INSTRUCTIONS FOR THE TASK: Please repeat the records below exactly, from the first line through the line containing "pub const DEFAULT_PYTHON: &str", and nothing more.

INPUT FOR THIS TASK:
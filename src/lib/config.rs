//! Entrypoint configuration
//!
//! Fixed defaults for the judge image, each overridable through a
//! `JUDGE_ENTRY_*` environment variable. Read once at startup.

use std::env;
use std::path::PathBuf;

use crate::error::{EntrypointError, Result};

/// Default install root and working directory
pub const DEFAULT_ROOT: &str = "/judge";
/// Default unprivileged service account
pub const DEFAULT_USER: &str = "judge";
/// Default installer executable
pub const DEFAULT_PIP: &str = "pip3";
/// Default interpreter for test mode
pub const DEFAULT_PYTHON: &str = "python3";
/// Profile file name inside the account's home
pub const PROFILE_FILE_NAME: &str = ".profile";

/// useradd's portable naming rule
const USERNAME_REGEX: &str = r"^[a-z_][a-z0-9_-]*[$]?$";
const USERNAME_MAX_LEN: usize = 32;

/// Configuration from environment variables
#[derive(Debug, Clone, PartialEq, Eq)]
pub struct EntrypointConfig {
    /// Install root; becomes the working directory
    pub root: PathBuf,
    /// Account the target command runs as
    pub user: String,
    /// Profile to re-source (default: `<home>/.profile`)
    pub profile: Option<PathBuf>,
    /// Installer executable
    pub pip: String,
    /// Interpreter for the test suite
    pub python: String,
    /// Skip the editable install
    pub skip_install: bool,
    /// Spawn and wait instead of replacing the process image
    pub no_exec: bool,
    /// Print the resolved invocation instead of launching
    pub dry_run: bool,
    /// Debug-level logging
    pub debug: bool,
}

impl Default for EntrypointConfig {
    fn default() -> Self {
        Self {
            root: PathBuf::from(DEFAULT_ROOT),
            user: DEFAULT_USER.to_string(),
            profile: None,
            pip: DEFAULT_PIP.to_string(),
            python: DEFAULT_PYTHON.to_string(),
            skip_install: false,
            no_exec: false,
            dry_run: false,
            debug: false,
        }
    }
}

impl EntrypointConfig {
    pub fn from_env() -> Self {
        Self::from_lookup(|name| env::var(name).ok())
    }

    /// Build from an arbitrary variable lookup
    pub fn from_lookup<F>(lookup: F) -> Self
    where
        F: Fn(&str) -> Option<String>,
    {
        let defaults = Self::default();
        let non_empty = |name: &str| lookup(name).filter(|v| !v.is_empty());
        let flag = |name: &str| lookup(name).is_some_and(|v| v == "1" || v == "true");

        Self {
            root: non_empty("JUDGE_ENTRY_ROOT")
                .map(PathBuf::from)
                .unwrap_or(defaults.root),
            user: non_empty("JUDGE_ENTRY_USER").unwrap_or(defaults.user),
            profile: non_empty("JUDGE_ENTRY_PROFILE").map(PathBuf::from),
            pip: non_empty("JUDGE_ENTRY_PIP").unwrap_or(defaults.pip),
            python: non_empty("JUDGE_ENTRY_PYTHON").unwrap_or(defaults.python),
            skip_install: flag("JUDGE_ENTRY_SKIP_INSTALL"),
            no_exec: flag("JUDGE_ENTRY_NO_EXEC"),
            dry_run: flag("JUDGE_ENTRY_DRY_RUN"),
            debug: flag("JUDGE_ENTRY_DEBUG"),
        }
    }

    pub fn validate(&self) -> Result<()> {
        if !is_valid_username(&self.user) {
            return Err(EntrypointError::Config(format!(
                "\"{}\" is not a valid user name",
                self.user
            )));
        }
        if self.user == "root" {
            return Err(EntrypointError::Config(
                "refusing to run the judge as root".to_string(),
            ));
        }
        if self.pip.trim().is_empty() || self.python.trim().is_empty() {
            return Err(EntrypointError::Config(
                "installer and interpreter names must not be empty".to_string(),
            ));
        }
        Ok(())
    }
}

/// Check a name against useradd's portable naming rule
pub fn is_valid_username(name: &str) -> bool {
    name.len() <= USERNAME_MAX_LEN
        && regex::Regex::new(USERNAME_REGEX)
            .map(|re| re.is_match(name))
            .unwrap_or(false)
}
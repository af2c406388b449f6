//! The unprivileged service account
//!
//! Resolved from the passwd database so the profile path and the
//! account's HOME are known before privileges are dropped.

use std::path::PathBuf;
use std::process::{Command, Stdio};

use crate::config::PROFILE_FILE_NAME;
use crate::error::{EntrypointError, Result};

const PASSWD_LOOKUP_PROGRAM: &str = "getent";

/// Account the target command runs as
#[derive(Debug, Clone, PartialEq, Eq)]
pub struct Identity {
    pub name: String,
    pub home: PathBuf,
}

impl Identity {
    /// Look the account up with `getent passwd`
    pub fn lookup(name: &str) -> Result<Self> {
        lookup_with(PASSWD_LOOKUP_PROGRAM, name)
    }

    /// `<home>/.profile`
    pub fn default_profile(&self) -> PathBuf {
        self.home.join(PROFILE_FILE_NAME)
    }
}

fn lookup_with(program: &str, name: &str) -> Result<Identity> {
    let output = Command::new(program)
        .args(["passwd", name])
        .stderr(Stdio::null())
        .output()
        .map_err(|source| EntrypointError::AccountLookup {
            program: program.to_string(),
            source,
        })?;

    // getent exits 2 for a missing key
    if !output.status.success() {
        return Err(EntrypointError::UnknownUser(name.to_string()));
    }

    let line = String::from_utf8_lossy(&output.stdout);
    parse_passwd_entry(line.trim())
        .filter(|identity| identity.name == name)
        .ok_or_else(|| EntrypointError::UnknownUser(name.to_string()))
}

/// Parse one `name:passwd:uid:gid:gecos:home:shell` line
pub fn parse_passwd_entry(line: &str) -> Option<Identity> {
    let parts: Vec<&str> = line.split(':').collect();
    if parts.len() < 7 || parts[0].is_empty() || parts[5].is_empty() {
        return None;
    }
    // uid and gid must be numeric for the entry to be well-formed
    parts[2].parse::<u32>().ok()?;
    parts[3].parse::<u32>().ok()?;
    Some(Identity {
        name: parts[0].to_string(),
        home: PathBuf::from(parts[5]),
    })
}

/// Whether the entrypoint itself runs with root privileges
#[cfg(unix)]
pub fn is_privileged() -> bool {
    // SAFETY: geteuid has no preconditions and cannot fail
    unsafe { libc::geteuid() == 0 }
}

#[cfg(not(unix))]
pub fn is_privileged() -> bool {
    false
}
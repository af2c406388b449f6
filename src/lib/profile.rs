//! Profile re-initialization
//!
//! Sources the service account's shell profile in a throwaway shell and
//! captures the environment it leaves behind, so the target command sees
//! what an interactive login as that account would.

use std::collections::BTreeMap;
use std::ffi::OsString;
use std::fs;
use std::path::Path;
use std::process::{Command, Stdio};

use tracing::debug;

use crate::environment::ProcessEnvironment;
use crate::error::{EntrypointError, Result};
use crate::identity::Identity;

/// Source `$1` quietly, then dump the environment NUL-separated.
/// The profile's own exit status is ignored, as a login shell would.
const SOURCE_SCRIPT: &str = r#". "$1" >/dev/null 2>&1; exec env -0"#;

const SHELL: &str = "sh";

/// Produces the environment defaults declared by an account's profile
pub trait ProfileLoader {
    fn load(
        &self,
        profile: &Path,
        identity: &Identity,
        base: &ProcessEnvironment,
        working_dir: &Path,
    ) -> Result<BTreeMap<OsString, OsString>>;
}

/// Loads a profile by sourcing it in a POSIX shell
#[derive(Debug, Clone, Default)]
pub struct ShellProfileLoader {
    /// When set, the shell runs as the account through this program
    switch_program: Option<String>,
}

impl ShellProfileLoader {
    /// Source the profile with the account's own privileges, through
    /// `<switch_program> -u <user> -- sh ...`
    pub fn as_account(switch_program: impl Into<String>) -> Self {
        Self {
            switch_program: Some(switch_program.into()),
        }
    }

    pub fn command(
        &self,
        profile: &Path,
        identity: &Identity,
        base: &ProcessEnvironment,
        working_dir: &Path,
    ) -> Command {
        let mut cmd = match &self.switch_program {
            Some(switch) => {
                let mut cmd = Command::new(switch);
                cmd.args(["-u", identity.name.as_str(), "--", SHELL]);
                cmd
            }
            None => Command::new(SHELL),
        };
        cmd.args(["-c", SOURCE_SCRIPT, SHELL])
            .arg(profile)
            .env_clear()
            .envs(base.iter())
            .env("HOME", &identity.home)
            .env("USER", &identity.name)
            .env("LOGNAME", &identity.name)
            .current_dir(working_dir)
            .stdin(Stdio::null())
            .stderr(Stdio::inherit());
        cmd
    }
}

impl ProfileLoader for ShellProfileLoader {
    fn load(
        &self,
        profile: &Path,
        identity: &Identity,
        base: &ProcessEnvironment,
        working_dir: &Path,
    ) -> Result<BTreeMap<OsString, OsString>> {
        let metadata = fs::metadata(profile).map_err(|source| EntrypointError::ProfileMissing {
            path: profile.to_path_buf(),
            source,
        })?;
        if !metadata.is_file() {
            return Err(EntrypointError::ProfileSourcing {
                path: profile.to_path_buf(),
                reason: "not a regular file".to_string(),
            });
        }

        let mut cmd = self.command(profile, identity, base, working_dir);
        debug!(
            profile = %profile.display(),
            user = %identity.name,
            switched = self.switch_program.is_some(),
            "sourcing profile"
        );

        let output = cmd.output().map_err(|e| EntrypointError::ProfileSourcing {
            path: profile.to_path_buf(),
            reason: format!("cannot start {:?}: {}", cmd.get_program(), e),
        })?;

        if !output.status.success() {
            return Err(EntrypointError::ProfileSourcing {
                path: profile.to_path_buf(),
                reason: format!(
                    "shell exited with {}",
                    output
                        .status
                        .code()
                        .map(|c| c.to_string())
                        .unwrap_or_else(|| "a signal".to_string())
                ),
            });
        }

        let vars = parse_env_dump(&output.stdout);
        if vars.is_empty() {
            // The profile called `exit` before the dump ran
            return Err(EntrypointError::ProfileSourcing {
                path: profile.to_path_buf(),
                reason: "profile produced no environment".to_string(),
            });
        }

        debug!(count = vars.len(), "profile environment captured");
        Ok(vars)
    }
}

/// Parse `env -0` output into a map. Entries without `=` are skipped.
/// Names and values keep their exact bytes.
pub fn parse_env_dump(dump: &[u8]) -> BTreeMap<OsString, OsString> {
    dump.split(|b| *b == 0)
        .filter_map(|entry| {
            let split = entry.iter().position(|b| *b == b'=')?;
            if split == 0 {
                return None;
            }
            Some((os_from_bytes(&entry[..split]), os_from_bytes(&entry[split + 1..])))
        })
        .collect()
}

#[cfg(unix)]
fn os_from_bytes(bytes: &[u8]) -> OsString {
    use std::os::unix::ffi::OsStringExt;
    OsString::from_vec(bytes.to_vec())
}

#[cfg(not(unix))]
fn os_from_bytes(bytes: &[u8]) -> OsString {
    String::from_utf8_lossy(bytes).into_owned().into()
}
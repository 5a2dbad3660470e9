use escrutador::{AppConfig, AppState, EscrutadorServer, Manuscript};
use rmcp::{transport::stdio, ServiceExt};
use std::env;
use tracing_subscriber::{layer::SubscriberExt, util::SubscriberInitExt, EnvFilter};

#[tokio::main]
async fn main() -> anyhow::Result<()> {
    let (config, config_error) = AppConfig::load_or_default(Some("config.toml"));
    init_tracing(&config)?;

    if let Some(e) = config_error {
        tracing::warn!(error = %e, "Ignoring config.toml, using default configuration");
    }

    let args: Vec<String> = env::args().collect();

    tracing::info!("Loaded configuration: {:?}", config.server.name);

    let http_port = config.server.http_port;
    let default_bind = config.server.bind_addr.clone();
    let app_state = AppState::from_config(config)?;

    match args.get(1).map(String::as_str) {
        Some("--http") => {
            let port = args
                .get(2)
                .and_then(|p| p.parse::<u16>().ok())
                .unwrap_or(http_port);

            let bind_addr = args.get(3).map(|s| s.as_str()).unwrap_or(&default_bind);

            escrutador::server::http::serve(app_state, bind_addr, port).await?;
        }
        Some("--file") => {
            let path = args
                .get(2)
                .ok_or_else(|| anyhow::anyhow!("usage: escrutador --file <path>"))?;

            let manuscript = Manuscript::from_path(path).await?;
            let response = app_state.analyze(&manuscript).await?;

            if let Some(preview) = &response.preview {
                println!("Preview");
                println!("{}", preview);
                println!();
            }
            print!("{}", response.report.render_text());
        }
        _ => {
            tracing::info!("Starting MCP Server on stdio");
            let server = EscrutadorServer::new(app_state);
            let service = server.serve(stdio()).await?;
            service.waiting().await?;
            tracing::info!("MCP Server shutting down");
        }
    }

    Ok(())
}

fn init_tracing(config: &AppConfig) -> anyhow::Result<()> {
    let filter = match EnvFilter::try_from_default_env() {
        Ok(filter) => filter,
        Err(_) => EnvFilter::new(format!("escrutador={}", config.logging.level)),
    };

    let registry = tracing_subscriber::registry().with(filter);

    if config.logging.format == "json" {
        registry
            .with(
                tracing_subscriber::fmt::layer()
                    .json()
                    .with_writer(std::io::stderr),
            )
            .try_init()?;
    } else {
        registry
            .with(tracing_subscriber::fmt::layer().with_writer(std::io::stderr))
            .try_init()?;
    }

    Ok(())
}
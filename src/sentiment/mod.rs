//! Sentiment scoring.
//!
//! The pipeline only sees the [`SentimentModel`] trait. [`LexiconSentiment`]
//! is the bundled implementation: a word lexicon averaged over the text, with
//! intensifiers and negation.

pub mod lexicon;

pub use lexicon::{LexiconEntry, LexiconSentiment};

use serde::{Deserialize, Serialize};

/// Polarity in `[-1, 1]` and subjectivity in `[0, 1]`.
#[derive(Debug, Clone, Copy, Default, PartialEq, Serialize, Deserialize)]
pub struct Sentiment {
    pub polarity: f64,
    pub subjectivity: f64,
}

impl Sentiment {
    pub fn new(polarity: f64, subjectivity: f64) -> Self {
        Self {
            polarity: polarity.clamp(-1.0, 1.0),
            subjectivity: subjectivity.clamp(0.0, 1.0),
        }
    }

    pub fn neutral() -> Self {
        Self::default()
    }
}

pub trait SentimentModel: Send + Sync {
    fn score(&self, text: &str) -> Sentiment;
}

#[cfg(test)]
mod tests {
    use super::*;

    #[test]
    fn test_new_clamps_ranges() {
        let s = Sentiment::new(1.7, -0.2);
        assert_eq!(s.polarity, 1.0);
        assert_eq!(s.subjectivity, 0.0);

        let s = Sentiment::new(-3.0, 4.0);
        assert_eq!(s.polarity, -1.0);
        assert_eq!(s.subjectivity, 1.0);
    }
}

YOUR SOLUTION:
filename src/lib/config.rs
//! Entrypoint configuration
//!
//! Fixed defaults for the judge image, each overridable through a
//! `JUDGE_ENTRY_*` environment variable. Read once at startup.

use std::env;
use std::path::PathBuf;

use crate::error::{EntrypointError, Result};

/// Default install root and working directory
pub const DEFAULT_ROOT: &str = "/judge";
/// Default unprivileged service account
pub const DEFAULT_USER: &str = "judge";
/// Default installer executable
pub const DEFAULT_PIP: &str = "pip3";
/// Default interpreter for test mode
pub const DEFAULT_PYTHON: &str = "python3";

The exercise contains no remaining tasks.